The Trust Boundary You Didn’t See

Here’s the inversion nobody planned. Each CLI-based provider gets a scrubbed environment via buildProviderSubprocessEnv(). Only twenty base keys plus provider-specific auth tokens pass through. DATABASE_URL, session tokens, internal secrets: all stripped. Claude gets extra treatment where session markers are dropped to prevent recursion.

Ollama isn’t in that list. It doesn’t spawn subprocesses. It uses HTTP. So it doesn’t need env scrubbing.

But Ollama is also the provider whose tools run inside Mission Control’s own process. Claude’s tools run in a sandboxed subprocess. Gemini and OpenAI don’t have tools. The provider that operates in the most dangerous context is the one that doesn’t get environment isolation. The security models are inverted relative to the risk.

The Same Agent, Different Capabilities

The question that keeps nagging: when the same agent gets different capabilities depending on its provider, is it still the same agent?

Big Tony on Claude can read files, edit them surgically, run shell commands, search the web. Big Tony on Ollama can read files, overwrite them wholesale, list directories, search the web with keyword guesses. Big Tony on Gemini can talk. Same name, same identity text, same role description. Wildly different ability to do the job.

The LLMProvider interface says they’re all equivalent.

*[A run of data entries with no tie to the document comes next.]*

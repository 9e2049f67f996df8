// Opcode registry: symbolic key <-> numeric opcode <-> handler.

use crate::domain::{BoxError, InboundEnvelope, Opcode, OpcodeAssignment, ProtocolError};
use std::collections::HashMap;
use std::sync::Arc;
use tracing::{debug, warn};

pub type HandlerResult = Result<(), BoxError>;

/// Callback invoked from the connection's delivery task for one opcode.
pub type OpcodeHandler = Arc<dyn Fn(&InboundEnvelope) -> HandlerResult + Send + Sync>;

struct Registration {
    // Key that installed the current handler.
    key: String,
    handler: OpcodeHandler,
}

/// Outcome of a registration. `displaced` names the key whose handler was
/// replaced, if the opcode already had one.
#[derive(Debug, Clone, PartialEq, Eq)]
pub struct Registered {
    pub opcode: Opcode,
    pub displaced: Option<String>,
}

/// Single table of opcode registrations.
///
/// At most one handler exists per opcode. Registering an opcode that already has
/// a handler replaces it and logs a warning.
#[derive(Default)]
pub struct OpcodeRegistry {
    handlers: HashMap<Opcode, Registration>,
    keys: HashMap<String, Opcode>,
}

impl OpcodeRegistry {
    pub fn new() -> Self {
        Self::default()
    }

    pub fn register(
        &mut self,
        key: &str,
        assignment: OpcodeAssignment,
        handler: OpcodeHandler,
    ) -> Result<Registered, ProtocolError> {
        if key.is_empty() {
            return Err(ProtocolError::EmptyKey);
        }

        let opcode = assignment.resolve(key);

        // Re-keying drops the handler this key owned under its old opcode.
        if let Some(previous) = self.keys.get(key).copied() {
            if previous != opcode && self.owned_by(previous, key) {
                self.handlers.remove(&previous);
            }
        }

        let displaced = self
            .handlers
            .insert(
                opcode,
                Registration {
                    key: key.to_string(),
                    handler,
                },
            )
            .map(|existing| existing.key);
        if let Some(previous_key) = &displaced {
            warn!(opcode, key, %previous_key, "opcode already registered; overwriting handler");
        }
        self.keys.insert(key.to_string(), opcode);

        debug!(key, opcode, ?assignment, "registered opcode");
        Ok(Registered { opcode, displaced })
    }

    /// Removes the key and, if this key still owns it, the handler.
    /// Returns false for unknown keys.
    pub fn unregister(&mut self, key: &str) -> bool {
        let Some(opcode) = self.keys.remove(key) else {
            return false;
        };
        if self.owned_by(opcode, key) {
            self.handlers.remove(&opcode);
        }
        debug!(key, opcode, "unregistered opcode");
        true
    }

    pub fn opcode(&self, key: &str) -> Option<Opcode> {
        self.keys.get(key).copied()
    }

    pub fn handler(&self, opcode: Opcode) -> Option<OpcodeHandler> {
        self.handlers
            .get(&opcode)
            .map(|registration| Arc::clone(&registration.handler))
    }

    pub fn clear(&mut self) {
        self.handlers.clear();
        self.keys.clear();
    }

    pub fn len(&self) -> usize {
        self.handlers.len()
    }

    pub fn is_empty(&self) -> bool {
        self.handlers.is_empty()
    }

    fn owned_by(&self, opcode: Opcode, key: &str) -> bool {
        self.handlers
            .get(&opcode)
            .is_some_and(|registration| registration.key == key)
    }
}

The CLAUDE_TO_OLLAMA_MAP says they’re approximately equivalent. The supportsTools boolean says two of them aren’t equivalent at all. The abstraction holds if you squint. The moment you look at what actually happens behind invoke(), it falls apart.

That’s the thing about clean interfaces over messy reality. The interface is a promise. The implementation is the truth. And the distance between them is a translation table where Edit means “close enough.”